God doesn’t make mistakes in His body. He knows where every part goes. The ones around you are the ones who need ministry—especially your brothers and sisters in Christ. Yes, God has great, radical dreams for your ministry. But you can’t get there if you’re trying to get there. He has to do the work. He is just asking you for a place to stay.

* * * *

I realized after writing this whole post that I ought to take my own advice a little more seriously.

I have come to these same realizations over the past several months, but with more and more dimension each time. This time, I had a painful moment of guilt, because I am too restless and impatient to stay in one place. DC was not my first choice of location (to say the very least), but at least it’s exciting. What if Jesus asks me to settle somewhere—like my hometown? Egad. Blech. That’s scarier than moving all the time.

I am in the awkward stage where I am too old to go back to my family, but I don’t have my own family yet—so I can’t exactly settle anywhere.
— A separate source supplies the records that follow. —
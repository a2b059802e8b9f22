//! Calendar recharge sweep.
//!
//! Every player is processed as its own task. At most `workers` run at once;
//! store calls happen on the blocking pool. A player that fails (missing,
//! corrupt row, conflicts beyond the retry budget) is recorded in the report
//! and the sweep moves on.

use crate::config::EngineConfig;
use crate::db::Event;
use crate::error::{EntitlementError, Result};
use crate::lifecycle::{next_trigger, recharge, RechargeCalendar, RechargeMode};
use crate::repository::{update_with_retry, PlayerRepository};
use chrono::{Datelike, Utc};
use serde::Serialize;
use serde_json::json;
use std::sync::Arc;
use tokio::sync::Semaphore;
use tokio::task::JoinSet;
use tracing::{error, info, warn};

const ACTOR: &str = "recharge_sweep";

#[derive(Debug, Clone, Default, Serialize)]
pub struct SweepReport {
    pub month: u32,
    pub processed: usize,
    pub recharged_players: usize,
    pub restored_slots: usize,
    /// (player id, error)
    pub failures: Vec<(String, String)>,
}

impl SweepReport {
    pub fn summary(&self) -> String {
        format!(
            "Recharge sweep (month {}): {} players, {} recharged, {} slots restored, {} failures",
            self.month,
            self.processed,
            self.recharged_players,
            self.restored_slots,
            self.failures.len()
        )
    }
}

/// Recharge every stored player once
pub async fn run_recharge_sweep(
    repo: Arc<dyn PlayerRepository>,
    calendar: RechargeCalendar,
    month: u32,
    mode: RechargeMode,
    workers: usize,
    max_retries: u32,
) -> Result<SweepReport> {
    let ids = {
        let repo = Arc::clone(&repo);
        tokio::task::spawn_blocking(move || repo.list_player_ids())
            .await
            .map_err(EntitlementError::WorkerJoin)??
    };

    info!(players = ids.len(), month, ?mode, workers, "starting recharge sweep");

    let semaphore = Arc::new(Semaphore::new(workers.max(1)));
    let calendar = Arc::new(calendar);
    let mut tasks = JoinSet::new();

    for player_id in ids {
        let repo = Arc::clone(&repo);
        let semaphore = Arc::clone(&semaphore);
        let calendar = Arc::clone(&calendar);

        tasks.spawn(async move {
            let Ok(_permit) = semaphore.acquire_owned().await else {
                return (player_id, Err("sweep pool closed".to_string()));
            };

            let id = player_id.clone();
            let outcome = tokio::task::spawn_blocking(move || {
                recharge_one(repo.as_ref(), &id, &calendar, month, mode, max_retries)
            })
            .await;

            match outcome {
                Ok(Ok(restored)) => (player_id, Ok(restored)),
                Ok(Err(err)) => (player_id, Err(err.to_string())),
                Err(join) => (player_id, Err(join.to_string())),
            }
        });
    }

    let mut report = SweepReport {
        month,
        ..Default::default()
    };

    while let Some(joined) = tasks.join_next().await {
        report.processed += 1;
        match joined {
            Ok((_, Ok(0))) => {}
            Ok((_, Ok(restored))) => {
                report.recharged_players += 1;
                report.restored_slots += restored;
            }
            Ok((player_id, Err(err))) => {
                warn!(%player_id, error = %err, "recharge failed for player");
                report.failures.push((player_id, err));
            }
            Err(join) => {
                error!(error = %join, "recharge task aborted");
                report.failures.push(("<unknown>".to_string(), join.to_string()));
            }
        }
    }

    info!("{}", report.summary());
    Ok(report)
}

/// Recharge a single player; returns how many slots were restored
fn recharge_one(
    repo: &dyn PlayerRepository,
    player_id: &str,
    calendar: &RechargeCalendar,
    month: u32,
    mode: RechargeMode,
    max_retries: u32,
) -> Result<usize> {
    let (stored, restored) = update_with_retry(repo, player_id, max_retries, |current| {
        let outcome = recharge(current, calendar, month, mode);
        let restored = outcome.restored_slots;
        let next = outcome.changed().then_some(outcome.player);
        Ok((next, restored))
    })?;

    if restored > 0 {
        // The slots are already restored; a lost audit row must not mark the
        // player failed
        let event = Event::for_player(
            "skills_recharged",
            player_id,
            json!({
                "month": month,
                "forced": mode == RechargeMode::Force,
                "restored_slots": restored,
                "version": stored.version,
            }),
            ACTOR,
        );
        if let Err(err) = repo.record_event(&event) {
            warn!(player_id, error = %err, "recharge audit event not recorded");
        }
    }

    Ok(restored)
}

/// Sleep until each first-of-month and run the sweep, until Ctrl-C
pub async fn run_schedule(repo: Arc<dyn PlayerRepository>, config: EngineConfig) -> Result<()> {
    loop {
        let now = Utc::now();
        let trigger = next_trigger(now);
        let wait = (trigger - now).to_std().unwrap_or_default();
        info!(next_run = %trigger, "recharge sweep scheduled");

        tokio::select! {
            _ = tokio::time::sleep(wait) => {}
            _ = tokio::signal::ctrl_c() => {
                info!("scheduler stopped");
                return Ok(());
            }
        }

        let report = run_recharge_sweep(
            Arc::clone(&repo),
            config.recharge_calendar(),
            trigger.month(),
            RechargeMode::Calendar,
            config.sweep_workers,
            config.max_write_retries,
        )
        .await?;

        if !report.failures.is_empty() {
            warn!(failures = report.failures.len(), "sweep finished with failures");
        }
    }
}
// ⏳ Lifecycle - lazy expiry + calendar recharge
//
// Two time-driven behaviors that mutate the aggregate outside reconciliation:
//
// 1. Lazy expiry (ACTIVE → EXPIRED → removed): applied every time a player is
//    persisted. Buffs with `expires_at` in the past are dropped; `None` never
//    expires.
// 2. Calendar recharge: on the first of each month, ACTIVE skills get their
//    charges back. MONTHLY always, QUARTERLY only in designated months,
//    NEVER not at all.

use crate::catalog::{ResetPeriod, SkillKind};
use crate::player::{InventorySlot, PlayerAggregate};
use chrono::{DateTime, Datelike, NaiveDate, TimeZone, Utc};
use serde::{Deserialize, Serialize};

// ============================================================================
// LAZY EXPIRY
// ============================================================================

/// Normalize an aggregate right before it is written.
///
/// Drops expired buffs and lifts the lifetime score to the balance if the
/// balance got ahead of it. Returns the number of buffs removed.
pub fn prepare_for_persist(player: &PlayerAggregate, now: DateTime<Utc>) -> (PlayerAggregate, usize) {
    let mut next = player.clone();

    let before = next.active_buffs.len();
    next.active_buffs.retain(|buff| buff.is_active_at(now));
    let removed = before - next.active_buffs.len();

    next.raise_lifetime_high_score();
    (next, removed)
}

// ============================================================================
// RECHARGE CALENDAR
// ============================================================================

#[derive(Debug, Clone, PartialEq, Eq, Serialize, Deserialize)]
pub struct RechargeCalendar {
    /// Months (1 = January) in which QUARTERLY skills recharge
    pub quarterly_months: Vec<u32>,
}

impl RechargeCalendar {
    pub fn new(quarterly_months: Vec<u32>) -> Self {
        RechargeCalendar { quarterly_months }
    }

    pub fn is_quarterly_month(&self, month: u32) -> bool {
        self.quarterly_months.contains(&month)
    }

    /// Does a slot with this period recharge when the sweep runs in `month`?
    pub fn restores(&self, period: ResetPeriod, month: u32) -> bool {
        match period {
            ResetPeriod::Monthly => true,
            ResetPeriod::Quarterly => self.is_quarterly_month(month),
            ResetPeriod::Never => false,
        }
    }
}

impl Default for RechargeCalendar {
    /// School calendar: May and August
    fn default() -> Self {
        RechargeCalendar::new(vec![5, 8])
    }
}

// ============================================================================
// RECHARGE
// ============================================================================

#[derive(Debug, Clone, Copy, PartialEq, Eq)]
pub enum RechargeMode {
    /// Follow each slot's reset period and the calendar
    Calendar,
    /// Refill every active rank skill regardless of period or month
    Force,
}

#[derive(Debug, Clone)]
pub struct RechargeOutcome {
    pub player: PlayerAggregate,
    pub restored_slots: usize,
}

impl RechargeOutcome {
    pub fn changed(&self) -> bool {
        self.restored_slots > 0
    }
}

/// Restore charges for one player. Slots already full are left alone, so a
/// second run in the same month restores nothing.
pub fn recharge(
    player: &PlayerAggregate,
    calendar: &RechargeCalendar,
    month: u32,
    mode: RechargeMode,
) -> RechargeOutcome {
    let mut next = player.clone();
    let mut restored_slots = 0;

    for slot in next.inventory.iter_mut() {
        if slot.kind != SkillKind::Active || !slot.needs_recharge() {
            continue;
        }

        let eligible = match mode {
            RechargeMode::Calendar => calendar.restores(slot.reset_period, month),
            RechargeMode::Force => slot.is_rank_skill(),
        };

        if eligible {
            refill(slot);
            restored_slots += 1;
        }
    }

    RechargeOutcome {
        player: next,
        restored_slots,
    }
}

fn refill(slot: &mut InventorySlot) {
    slot.uses_left = slot.max_uses;
    slot.last_used_at = None;
}

// ============================================================================
// TRIGGER
// ============================================================================

/// First day of a month, 00:00 UTC
pub fn is_trigger_day(date: NaiveDate) -> bool {
    date.day() == 1
}

/// Next first-of-month 00:00 UTC strictly after `after`
pub fn next_trigger(after: DateTime<Utc>) -> DateTime<Utc> {
    let (year, month) = if after.month() == 12 {
        (after.year() + 1, 1)
    } else {
        (after.year(), after.month() + 1)
    };

    Utc.with_ymd_and_hms(year, month, 1, 0, 0, 0)
        .single()
        .unwrap_or(after)
}

// ============================================================================
// TESTS
// ============================================================================

#[cfg(test)]
mod tests {
    use super::*;
    use crate::catalog::{SkillDefinition, SkillKind};
    use crate::player::{BuffEntry, SlotCategory};
    use chrono::Duration;

    fn slot(name: &str, period: ResetPeriod, uses_left: u32) -> InventorySlot {
        let definition = SkillDefinition {
            code: name.to_uppercase(),
            name: name.to_string(),
            description: String::new(),
            image: String::new(),
            kind: SkillKind::Active,
            max_uses: 3,
            reset_period: period,
        };
        let mut slot = InventorySlot::rank_skill(&definition, "Gold", Utc::now());
        slot.uses_left = uses_left;
        slot.last_used_at = Some(Utc::now());
        slot
    }

    fn player_with(slots: Vec<InventorySlot>) -> PlayerAggregate {
        let mut player = PlayerAggregate::new("Sweep Tester");
        player.inventory = slots;
        player
    }

    #[test]
    fn test_quarterly_only_in_designated_months() {
        let calendar = RechargeCalendar::default();
        let player = player_with(vec![slot("quarterly", ResetPeriod::Quarterly, 0)]);

        let march = recharge(&player, &calendar, 3, RechargeMode::Calendar);
        assert!(!march.changed());
        assert_eq!(march.player.inventory[0].uses_left, 0);

        let may = recharge(&player, &calendar, 5, RechargeMode::Calendar);
        assert!(may.changed());
        assert_eq!(may.player.inventory[0].uses_left, 3);
        assert!(may.player.inventory[0].last_used_at.is_none());
    }

    #[test]
    fn test_monthly_always_and_never_untouched() {
        let calendar = RechargeCalendar::default();
        let player = player_with(vec![
            slot("monthly", ResetPeriod::Monthly, 1),
            slot("never", ResetPeriod::Never, 0),
        ]);

        for month in 1..=12 {
            let outcome = recharge(&player, &calendar, month, RechargeMode::Calendar);
            assert_eq!(outcome.restored_slots, 1, "month {}", month);
            assert_eq!(outcome.player.inventory[0].uses_left, 3);
            assert_eq!(outcome.player.inventory[1].uses_left, 0);
        }
    }

    #[test]
    fn test_recharge_is_idempotent() {
        let calendar = RechargeCalendar::default();
        let player = player_with(vec![slot("monthly", ResetPeriod::Monthly, 0)]);

        let first = recharge(&player, &calendar, 8, RechargeMode::Calendar);
        let second = recharge(&first.player, &calendar, 8, RechargeMode::Calendar);

        assert!(first.changed());
        assert!(!second.changed());
    }

    #[test]
    fn test_force_refills_rank_skills_only() {
        let calendar = RechargeCalendar::default();
        let mut bought = slot("bought", ResetPeriod::Never, 0);
        bought.category = SlotCategory::Consumable;
        let player = player_with(vec![slot("never", ResetPeriod::Never, 0), bought]);

        let outcome = recharge(&player, &calendar, 2, RechargeMode::Force);
        assert_eq!(outcome.restored_slots, 1);
        assert_eq!(outcome.player.inventory[0].uses_left, 3);
        assert_eq!(outcome.player.inventory[1].uses_left, 0);
    }

    #[test]
    fn test_prepare_for_persist_drops_expired_buffs() {
        let now = Utc::now();
        let mut player = PlayerAggregate::new("Expiry Tester");
        player.active_buffs = vec![
            BuffEntry {
                effect_code: "OLD".to_string(),
                name: "Old".to_string(),
                image: String::new(),
                expires_at: Some(now - Duration::seconds(1)),
                source: "STORE".to_string(),
            },
            BuffEntry {
                effect_code: "FOREVER".to_string(),
                name: "Forever".to_string(),
                image: String::new(),
                expires_at: None,
                source: "RANK".to_string(),
            },
        ];
        player.current_balance = 800;

        let (persisted, removed) = prepare_for_persist(&player, now);

        assert_eq!(removed, 1);
        assert_eq!(persisted.active_buffs.len(), 1);
        assert_eq!(persisted.active_buffs[0].effect_code, "FOREVER");
        assert_eq!(persisted.lifetime_high_score, 800);
    }

    #[test]
    fn test_next_trigger() {
        let mid_may = Utc.with_ymd_and_hms(2026, 5, 17, 13, 0, 0).unwrap();
        assert_eq!(
            next_trigger(mid_may),
            Utc.with_ymd_and_hms(2026, 6, 1, 0, 0, 0).unwrap()
        );

        let december = Utc.with_ymd_and_hms(2026, 12, 31, 23, 59, 59).unwrap();
        assert_eq!(
            next_trigger(december),
            Utc.with_ymd_and_hms(2027, 1, 1, 0, 0, 0).unwrap()
        );

        // Exactly on a trigger → the following month
        let on_trigger = Utc.with_ymd_and_hms(2026, 8, 1, 0, 0, 0).unwrap();
        assert_eq!(next_trigger(on_trigger).month(), 9);

        assert!(is_trigger_day(NaiveDate::from_ymd_opt(2026, 8, 1).unwrap()));
        assert!(!is_trigger_day(NaiveDate::from_ymd_opt(2026, 8, 2).unwrap()));
    }
}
All I can do is cling desperately onto the close friends I have, treating them like family, and recognize the precariousness of this arrangement. I want to follow Jesus somewhere exciting, because if I don’t, I will have to go back to one of the places I came from. I am depending on HIM to be my family, to be the one who goes with me.

You know, I think He’s cool with that. He wants to be with me. As Peter would say, “Lord, to whom shall we go?” (John 6:68)

But I still have to be willing to look beyond my desire for excitement and accept His leading, even if it’s somewhere I don’t want to go. I have to be open to back-tracking, if that’s what He wants. I don’t think it is, but I have to be willing to fluff the pillows no matter what house they’re in. It seems paradoxical, but following Him might mean settling with Him.

I know this post is super-long, but now seems a good time to include another set of words the Lord spoke into my heart while I was praying about this a week or two ago:

I am with you. All these things that are new to you, unfamiliar and scary—all the places you have been over the past five months—the PRECARIOUSNESS of your life—that which looks like imbalance—I hold ALL of that in my hands. Everything unfamiliar that you see—the terror that your eyes see [Psalm 91:5 &6; Psalm 53:5]—is under my domain, my authority. Just because you are more comfortable with your surroundings now does not mean I am more in control. I have always been just as in control as I am now; you just couldn’t perceive it as fully.

 In joy, confront the unfamiliar. Unfamiliarity will be an unpleasant thorn your whole life if you allow it to be. Cast off the familiarity of your dreams, and allow me to do my work in you. Your own soul will be unfamiliar to you, because of the work that I am continuously doing there. If you remain uncomfortable with unfamiliarity, you will be uncomfortable even within yourself.

Be comfortable with ME. Behold, I am doing a new thing; you haven’t the depth to perceive it [Isaiah 43:19]. So stop trying to perceive it in your own wisdom. Joy isn’t held down by the soul; it is sensed by the spirit. It is not something perceived from the outside, but rather wells up from the inside, where I live…in this way, it is outside of your ability to generate, while at the same time it comes from inside you and not from an external source. The purpose in your heart is like deep water [Proverbs 20:5]; if you have my understanding, you will draw it out, along with streams of endless joy.

Joy does not rely on its own wisdom. Joy knows nothing but me. And in that way, it knows everything.

Y’all, He loves us too much to make it about us. He wants us to experience HIS joy, free from ourselves.

The main thing is this: whether we are nomads or settled, we are never really at home, because our citizenship is in heaven. We won’t be home till we get there. In the meantime, we have to cling on to the One who came down from that place and made His home in us.


Pray for me as I live out this truth: He is constant. All we have to do is submit. When I slow down enough to really ponder it, that freedom is enough to inspire my joy.